* _Input records_:

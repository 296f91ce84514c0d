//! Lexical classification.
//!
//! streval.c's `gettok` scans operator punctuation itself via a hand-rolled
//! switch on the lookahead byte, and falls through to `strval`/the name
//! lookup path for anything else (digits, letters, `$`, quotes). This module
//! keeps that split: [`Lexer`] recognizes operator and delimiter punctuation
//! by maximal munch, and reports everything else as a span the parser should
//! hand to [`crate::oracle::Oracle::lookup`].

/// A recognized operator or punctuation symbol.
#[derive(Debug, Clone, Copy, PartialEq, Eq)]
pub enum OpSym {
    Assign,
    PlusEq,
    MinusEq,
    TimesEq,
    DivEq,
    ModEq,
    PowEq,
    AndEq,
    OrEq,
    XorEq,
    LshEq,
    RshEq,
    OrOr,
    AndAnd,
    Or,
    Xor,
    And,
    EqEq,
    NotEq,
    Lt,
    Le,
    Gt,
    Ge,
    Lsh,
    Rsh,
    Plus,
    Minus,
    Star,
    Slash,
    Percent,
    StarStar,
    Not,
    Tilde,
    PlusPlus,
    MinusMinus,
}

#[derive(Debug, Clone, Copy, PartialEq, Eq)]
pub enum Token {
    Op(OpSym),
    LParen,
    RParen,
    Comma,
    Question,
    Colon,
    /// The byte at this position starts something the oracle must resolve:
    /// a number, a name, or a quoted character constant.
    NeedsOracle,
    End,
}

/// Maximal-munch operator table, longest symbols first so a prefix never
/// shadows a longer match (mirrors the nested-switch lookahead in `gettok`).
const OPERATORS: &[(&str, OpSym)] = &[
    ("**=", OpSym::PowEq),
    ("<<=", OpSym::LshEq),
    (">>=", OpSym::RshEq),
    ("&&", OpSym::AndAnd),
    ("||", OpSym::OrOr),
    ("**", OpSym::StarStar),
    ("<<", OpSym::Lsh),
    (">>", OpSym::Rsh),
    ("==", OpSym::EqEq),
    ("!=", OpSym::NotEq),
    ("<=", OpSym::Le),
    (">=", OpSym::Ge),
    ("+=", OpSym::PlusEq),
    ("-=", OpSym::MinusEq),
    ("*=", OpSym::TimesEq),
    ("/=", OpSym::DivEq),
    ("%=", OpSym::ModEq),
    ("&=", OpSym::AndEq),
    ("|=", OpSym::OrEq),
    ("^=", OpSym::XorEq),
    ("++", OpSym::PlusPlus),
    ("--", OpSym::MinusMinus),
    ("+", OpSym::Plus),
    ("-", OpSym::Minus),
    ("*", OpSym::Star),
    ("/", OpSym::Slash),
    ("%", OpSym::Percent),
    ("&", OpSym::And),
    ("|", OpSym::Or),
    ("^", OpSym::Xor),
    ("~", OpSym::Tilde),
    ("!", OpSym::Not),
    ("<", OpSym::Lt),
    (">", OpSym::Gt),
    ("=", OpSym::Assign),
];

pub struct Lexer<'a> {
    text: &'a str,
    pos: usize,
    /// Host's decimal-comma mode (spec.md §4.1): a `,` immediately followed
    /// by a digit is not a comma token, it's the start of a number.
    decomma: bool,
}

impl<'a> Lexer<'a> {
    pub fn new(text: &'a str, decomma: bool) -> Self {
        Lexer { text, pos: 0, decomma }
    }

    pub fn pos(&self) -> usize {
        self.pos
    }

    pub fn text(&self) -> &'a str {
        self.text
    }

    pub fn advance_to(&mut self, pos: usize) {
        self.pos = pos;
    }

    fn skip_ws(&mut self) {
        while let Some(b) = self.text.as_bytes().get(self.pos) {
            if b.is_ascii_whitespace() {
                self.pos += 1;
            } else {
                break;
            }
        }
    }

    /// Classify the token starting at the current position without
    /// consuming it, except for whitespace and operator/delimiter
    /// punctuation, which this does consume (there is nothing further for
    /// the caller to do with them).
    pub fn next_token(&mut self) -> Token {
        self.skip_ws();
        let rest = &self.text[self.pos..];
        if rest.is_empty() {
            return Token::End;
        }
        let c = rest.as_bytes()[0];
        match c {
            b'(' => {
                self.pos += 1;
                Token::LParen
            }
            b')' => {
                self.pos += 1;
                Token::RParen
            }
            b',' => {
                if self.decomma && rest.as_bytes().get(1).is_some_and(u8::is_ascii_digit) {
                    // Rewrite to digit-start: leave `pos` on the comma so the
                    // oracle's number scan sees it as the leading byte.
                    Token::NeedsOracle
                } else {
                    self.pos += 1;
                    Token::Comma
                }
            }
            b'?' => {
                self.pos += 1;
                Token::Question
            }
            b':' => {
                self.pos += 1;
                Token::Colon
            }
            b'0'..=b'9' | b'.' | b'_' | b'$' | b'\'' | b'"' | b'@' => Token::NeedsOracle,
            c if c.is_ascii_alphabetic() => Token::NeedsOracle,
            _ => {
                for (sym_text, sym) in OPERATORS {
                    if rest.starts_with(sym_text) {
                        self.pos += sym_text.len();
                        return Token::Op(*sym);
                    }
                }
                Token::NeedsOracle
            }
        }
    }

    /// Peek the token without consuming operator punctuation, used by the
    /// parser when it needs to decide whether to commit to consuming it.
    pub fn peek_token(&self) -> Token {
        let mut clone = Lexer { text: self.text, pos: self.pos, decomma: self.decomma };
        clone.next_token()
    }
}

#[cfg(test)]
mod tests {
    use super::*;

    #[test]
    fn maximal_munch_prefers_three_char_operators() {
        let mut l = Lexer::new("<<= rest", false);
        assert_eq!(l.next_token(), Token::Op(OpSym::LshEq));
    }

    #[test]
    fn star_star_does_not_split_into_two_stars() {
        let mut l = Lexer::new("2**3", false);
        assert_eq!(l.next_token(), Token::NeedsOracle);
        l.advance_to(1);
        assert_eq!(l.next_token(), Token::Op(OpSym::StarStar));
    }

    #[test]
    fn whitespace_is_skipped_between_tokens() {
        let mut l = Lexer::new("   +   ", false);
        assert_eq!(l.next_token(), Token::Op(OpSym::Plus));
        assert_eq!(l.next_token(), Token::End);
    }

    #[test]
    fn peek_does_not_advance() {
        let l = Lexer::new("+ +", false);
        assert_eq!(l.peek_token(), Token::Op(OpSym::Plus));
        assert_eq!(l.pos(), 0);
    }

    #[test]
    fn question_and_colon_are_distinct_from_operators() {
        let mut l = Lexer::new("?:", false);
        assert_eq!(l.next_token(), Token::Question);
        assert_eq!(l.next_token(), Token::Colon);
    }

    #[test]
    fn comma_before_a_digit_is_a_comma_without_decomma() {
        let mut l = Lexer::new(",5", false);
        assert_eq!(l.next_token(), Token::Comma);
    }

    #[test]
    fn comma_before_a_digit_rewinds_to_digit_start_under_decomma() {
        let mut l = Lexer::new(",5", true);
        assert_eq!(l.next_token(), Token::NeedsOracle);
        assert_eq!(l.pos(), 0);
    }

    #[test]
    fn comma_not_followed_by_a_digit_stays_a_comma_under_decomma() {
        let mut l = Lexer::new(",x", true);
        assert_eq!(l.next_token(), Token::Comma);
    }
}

* _Aim of the task_:
Work out how many lines of the records contain the string "true". Nothing but the number should be written.

* _Solution to the problem_:
2